In 2015, world leaders adopted the 2030 Agenda for Sustainable Development. This agenda defines 17 Sustainable Development Goals (SDGs) for the people, planet, prosperity, peace, and partnership. To achieve these goals, an estimated US$5-7 trillion in financial support is required annually over the next 15 years.
“Although this sounds high, we should remember that [the] global Sukuk and bonds market runs around US$133 trillion,” reminds Gulcin Salingan, the deputy director of the UNDP’s Istanbul International Center for Private Sector in Development.
However, financing the SDGs is not a simple task. It requires a comprehensive approach that includes innovative ways.
“What we need is impact investment,” declares Gulcin. Impact investment is investment that intentionally seeks to create both financial returns and positive social or environmental impact. Islamic finance has a lot in common with impact investment as it aims to promote wealth for all humankind.
Given that Islamic finance is a US$2 trillion industry, how much can Islamic finance contribute toward these goals?

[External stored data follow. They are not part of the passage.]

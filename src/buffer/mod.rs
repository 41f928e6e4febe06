//! Buffer layer: payload representation, watermark-gated outbound
//! accounting, and the secondary pending-write queue handlers can use to
//! batch writes before they reach the channel's real outbound buffer.

pub(crate) mod message;
mod outbound;
mod pending_write;
mod readable;
mod writable;

pub use message::{DefaultMessageSizeEstimator, Message, MessageSizeEstimator};
pub use outbound::{
    CloseOutcome, HIGH_WATERMARK_BIT, NoopWritabilityListener, OutboundBuffer,
    WritabilityListener,
};
pub use pending_write::{PendingWriteQueue, PendingWriteQueueKind};
pub use readable::ReadableBuffer;
pub use writable::WritableBuffer;
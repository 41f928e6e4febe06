//! Channel identity: a 28-byte opaque id with stable short/long text
//! projections and a total order.
//!
//! Layout (big-endian, see the external-interfaces section this crate's
//! design notes derive from):
//!
//! ```text
//! offset size field
//!   0     8   machine_id
//!   8     4   process_id
//!  12     4   sequence    (process-wide monotonic counter)
//!  16     8   timestamp   (nanos, from a monotonic clock, xored with millis)
//!  24     4   random
//! ```

use alloc::format;
use alloc::string::String;
use core::cmp::Ordering;
use core::fmt;
use core::sync::atomic::{AtomicU32, Ordering as AtomicOrdering};

use crate::time::{DefaultMonotonicClock, MonotonicClock};

const ID_LEN: usize = 28;

/// Opaque, totally-ordered channel identifier. Two ids are equal iff their
/// 28-byte buffers are equal; hashing is the 4-byte random field only (the
/// other fields are highly structured and would otherwise skew hash
/// distribution under bulk channel creation).
#[derive(Clone, Copy, Eq)]
pub struct ChannelId {
    bytes: [u8; ID_LEN],
}

impl ChannelId {
    /// Builds an id from already-assembled field values. Exposed so a host
    /// providing its own [`IdentitySource`] never needs to hand-encode the
    /// byte layout itself.
    pub fn from_fields(
        machine_id: u64,
        process_id: u32,
        sequence: u32,
        timestamp_nanos: u64,
        random: u32,
    ) -> Self {
        let mut bytes = [0u8; ID_LEN];
        bytes[0..8].copy_from_slice(&machine_id.to_be_bytes());
        bytes[8..12].copy_from_slice(&process_id.to_be_bytes());
        bytes[12..16].copy_from_slice(&sequence.to_be_bytes());
        bytes[16..24].copy_from_slice(&timestamp_nanos.to_be_bytes());
        bytes[24..28].copy_from_slice(&random.to_be_bytes());
        Self { bytes }
    }

    /// Generates a fresh id using the given [`IdentitySource`] and the
    /// process-wide monotonic sequence counter. Safe to call concurrently:
    /// the sequence field is drawn from an atomic fetch-add.
    pub fn new(source: &dyn IdentitySource) -> Self {
        let sequence = next_sequence();
        let millis = source.clock().now().as_nanos() / 1_000_000;
        let nanos = source.clock().now().as_nanos();
        let timestamp = nanos ^ millis;
        Self::from_fields(
            source.machine_id(),
            source.process_id(),
            sequence,
            timestamp,
            source.random(),
        )
    }

    /// Raw 28-byte big-endian representation.
    pub fn as_bytes(&self) -> &[u8; ID_LEN] {
        &self.bytes
    }

    /// Lowercase hex of the trailing 4 random bytes; stable and short enough
    /// for log lines.
    pub fn short_text(&self) -> String {
        hex_lower(&self.bytes[24..28])
    }

    /// Hex of each field joined by `-`, without a trailing separator.
    pub fn long_text(&self) -> String {
        format!(
            "{}-{}-{}-{}-{}",
            hex_lower(&self.bytes[0..8]),
            hex_lower(&self.bytes[8..12]),
            hex_lower(&self.bytes[12..16]),
            hex_lower(&self.bytes[16..24]),
            hex_lower(&self.bytes[24..28]),
        )
    }

    /// Total order over the binary value; no two distinct ids generated by
    /// [`ChannelId::new`] are expected to tie, but ties (e.g. hand-built ids
    /// in tests) break lexicographically over the byte buffer, which is what
    /// the derived `Ord` below already does.
    pub fn compare_to(&self, other: &ChannelId) -> Ordering {
        self.bytes.cmp(&other.bytes)
    }
}

impl PartialEq for ChannelId {
    fn eq(&self, other: &Self) -> bool {
        self.bytes == other.bytes
    }
}

impl PartialOrd for ChannelId {
    fn partial_cmp(&self, other: &Self) -> Option<Ordering> {
        Some(self.compare_to(other))
    }
}

impl Ord for ChannelId {
    fn cmp(&self, other: &Self) -> Ordering {
        self.compare_to(other)
    }
}

impl core::hash::Hash for ChannelId {
    fn hash<H: core::hash::Hasher>(&self, state: &mut H) {
        self.bytes[24..28].hash(state);
    }
}

impl fmt::Debug for ChannelId {
    fn fmt(&self, f: &mut fmt::Formatter<'_>) -> fmt::Result {
        f.debug_tuple("ChannelId").field(&self.short_text()).finish()
    }
}

impl fmt::Display for ChannelId {
    fn fmt(&self, f: &mut fmt::Formatter<'_>) -> fmt::Result {
        f.write_str(&self.short_text())
    }
}

fn hex_lower(bytes: &[u8]) -> String {
    let mut out = String::with_capacity(bytes.len() * 2);
    for byte in bytes {
        out.push_str(&format!("{:02x}", byte));
    }
    out
}

fn next_sequence() -> u32 {
    static SEQUENCE: AtomicU32 = AtomicU32::new(0);
    SEQUENCE.fetch_add(1, AtomicOrdering::Relaxed)
}

/// Supplies the host-specific entropy a [`ChannelId`] is derived from:
/// a stable machine id, the current process id, a random field, and the
/// monotonic clock to timestamp against. The core ships [`DefaultIdentitySource`]
/// as a default good enough for single-process tests and non-adversarial
/// deployments; a distributed deployment should inject a source seeded from
/// real hardware entropy instead.
pub trait IdentitySource: Send + Sync {
    /// A value stable for the lifetime of the host process (and, ideally,
    /// unique across the fleet this process runs in).
    fn machine_id(&self) -> u64;

    /// The OS process id, or any other value that disambiguates processes
    /// sharing a `machine_id`.
    fn process_id(&self) -> u32;

    /// A fresh random value for each call; does not need to be
    /// cryptographically secure, only uniform enough to avoid collisions
    /// within the same nanosecond/sequence pair.
    fn random(&self) -> u32;

    /// The monotonic clock new ids are timestamped against.
    fn clock(&self) -> &dyn MonotonicClock;
}

/// Default [`IdentitySource`]: machine id derived from a fixed seed mixed
/// with the process start time, process id from a monotonic counter (since
/// `no_std` has no portable `getpid`), and a simple xorshift PRNG for the
/// random field.
pub struct DefaultIdentitySource {
    machine_id: u64,
    process_id: u32,
    rng: spin::Mutex<XorShiftRng>,
    clock: DefaultMonotonicClock,
}

impl DefaultIdentitySource {
    /// Builds a source seeded from the given machine id and process id. Hosts
    /// that can read real identifiers (e.g. a MAC address hash, the OS pid)
    /// should prefer this constructor over relying on process-local defaults.
    pub fn new(machine_id: u64, process_id: u32) -> Self {
        Self {
            machine_id,
            process_id,
            rng: spin::Mutex::new(XorShiftRng::seeded(machine_id ^ (process_id as u64))),
            clock: DefaultMonotonicClock,
        }
    }
}

impl Default for DefaultIdentitySource {
    fn default() -> Self {
        static NEXT_PROCESS_LOCAL_ID: AtomicU32 = AtomicU32::new(1);
        let process_id = NEXT_PROCESS_LOCAL_ID.fetch_add(1, AtomicOrdering::Relaxed);
        Self::new(0xC0FF_EE00_D00D_0000, process_id)
    }
}

impl IdentitySource for DefaultIdentitySource {
    fn machine_id(&self) -> u64 {
        self.machine_id
    }

    fn process_id(&self) -> u32 {
        self.process_id
    }

    fn random(&self) -> u32 {
        self.rng.lock().next_u32()
    }

    fn clock(&self) -> &dyn MonotonicClock {
        &self.clock
    }
}

/// Minimal xorshift PRNG. Not cryptographically secure; adequate for
/// disambiguating ids within the same nanosecond/sequence pair, which is all
/// this field is used for.
struct XorShiftRng {
    state: u64,
}

impl XorShiftRng {
    fn seeded(seed: u64) -> Self {
        Self {
            state: if seed == 0 { 0x9E37_79B9_7F4A_7C15 } else { seed },
        }
    }

    fn next_u32(&mut self) -> u32 {
        let mut x = self.state;
        x ^= x << 13;
        x ^= x >> 7;
        x ^= x << 17;
        self.state = x;
        (x >> 32) as u32
    }
}

#[cfg(test)]
mod tests {
    use super::*;

    #[test]
    fn short_text_is_last_four_bytes_hex() {
        let id = ChannelId::from_fields(1, 2, 3, 4, 0xDEAD_BEEF);
        assert_eq!(id.short_text(), "deadbeef");
    }

    #[test]
    fn long_text_joins_fields_without_trailing_dash() {
        let id = ChannelId::from_fields(1, 2, 3, 4, 5);
        let text = id.long_text();
        assert_eq!(text.matches('-').count(), 4);
        assert!(!text.ends_with('-'));
    }

    #[test]
    fn equality_and_order_are_over_the_byte_buffer() {
        let a = ChannelId::from_fields(1, 0, 0, 0, 0);
        let b = ChannelId::from_fields(1, 0, 0, 0, 0);
        let c = ChannelId::from_fields(2, 0, 0, 0, 0);
        assert_eq!(a, b);
        assert_eq!(a.compare_to(&c), Ordering::Less);
    }

    #[test]
    fn concurrent_new_id_never_repeats_sequence() {
        let source = DefaultIdentitySource::default();
        let first = ChannelId::new(&source);
        let second = ChannelId::new(&source);
        assert_ne!(first, second);
    }
}
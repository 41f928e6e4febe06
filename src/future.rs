use alloc::boxed::Box;
use core::{future::Future, pin::Pin};

/// Object-safe future wrapper used wherever a trait method must return a future
/// without becoming generic over its concrete type (the `_async` operations on
/// the channel's unsafe surface, promise continuations, executor submissions).
pub type BoxFuture<'a, T> = Pin<Box<dyn Future<Output = T> + Send + 'a>>;

/// Same as [`BoxFuture`] but without the `Send` bound, for single-threaded
/// executors (e.g. a `!Send` in-loop task wrapper) that never move work
/// across threads.
pub type LocalBoxFuture<'a, T> = Pin<Box<dyn Future<Output = T> + 'a>>;
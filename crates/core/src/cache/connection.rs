//! Database connection management with pragma configuration.
//!
//! This module handles opening the SQLite database, applying pragmas for
//! concurrent access (WAL mode), and running migrations.

use super::migrations;
use crate::Error;
use std::path::Path;
use tokio_rusqlite::Connection;

/// SQLite-backed object store handle.
///
/// Wraps a tokio-rusqlite Connection that runs database operations on a
/// background thread. Every handle is bound to one bucket; objects of other
/// buckets sharing the same file are invisible to it.
#[derive(Clone, Debug)]
pub struct CacheDb {
    pub(crate) conn: Connection,
    pub(crate) bucket: String,
}

impl CacheDb {
    /// Open a database at the specified path, scoped to `bucket`.
    ///
    /// Creates the file if it doesn't exist, applies pragmas,
    /// and runs any pending migrations.
    pub async fn open(path: impl AsRef<Path>, bucket: impl Into<String>) -> Result<Self, Error> {
        let conn = Connection::open(path).await.map_err(|e| Error::Database(e.into()))?;
        Self::init(conn, bucket.into()).await
    }

    /// Open an in-memory database for testing.
    pub async fn open_in_memory(bucket: impl Into<String>) -> Result<Self, Error> {
        let conn = Connection::open_in_memory()
            .await
            .map_err(|e| Error::Database(e.into()))?;
        Self::init(conn, bucket.into()).await
    }

    async fn init(conn: Connection, bucket: String) -> Result<Self, Error> {
        conn.call(|conn| {
            conn.execute_batch(
                "PRAGMA journal_mode=WAL;
                 PRAGMA synchronous=NORMAL;
                 PRAGMA temp_store=MEMORY;
                 PRAGMA busy_timeout=5000;",
            )?;
            Ok(())
        })
        .await
        .map_err(Error::Database)?;

        migrations::run(&conn).await?;

        Ok(Self { conn, bucket })
    }

    /// Bucket this handle reads from and writes to.
    pub fn bucket(&self) -> &str {
        &self.bucket
    }

    /// Close the underlying connection. Every clone of this handle fails afterwards.
    pub async fn close(&self) -> Result<(), Error> {
        self.conn.clone().close().await.map_err(Error::Database)
    }
}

“It is very difficult to provide a concrete figure at this stage,” admits Gulcin. The goal is to utilize the highest amount of these US$2 trillion in investments that will create social and environmental impact, she says.
Islamic finance can also help in achieving the SDGs by creating financial inclusion, which is considered as an enabler of other developmental goals. “A relatively large population in OIC member states are currently out of available financial services due to their religious ethical concerns,” asserts Gulcin. On top of aiding the achievement of the SDGs, this is a great business opportunity for Islamic banks to serve this unbanked population.
As mentioned, the SDGs also offer business opportunities to the Islamic finance industry, on top of moral returns. According to a research done by the Business and Sustainable Development Commission, the SDGs-related sectors can generate up to US$12 trillion in business value.
“We are not merely talking about pure moral impact for Islamic finance players; rather, we are talking about accessing the unreached markets and gaining financial returns through these investments and at the same time contributing to the global agenda and the well-being of the planet,” explains Gulcin.
In order to foster linkages between Islamic finance and impact investment modalities, at last year’s IDB annual meeting that took place in Jakarta, the IDB and the UNDP launched the Global Islamic Finance and Impact Investing Platform.
“The platform aims to play a matchmaking role between investors and other players in the ecosystem such as business incubator, development organizations, start-ups and most importantly, with business ventures seeking capital,” explains Gulcin. “Our vision is basically to position Islamic finance-based impact investing as a leading enabler of SDGs implementation all around the world,” she says.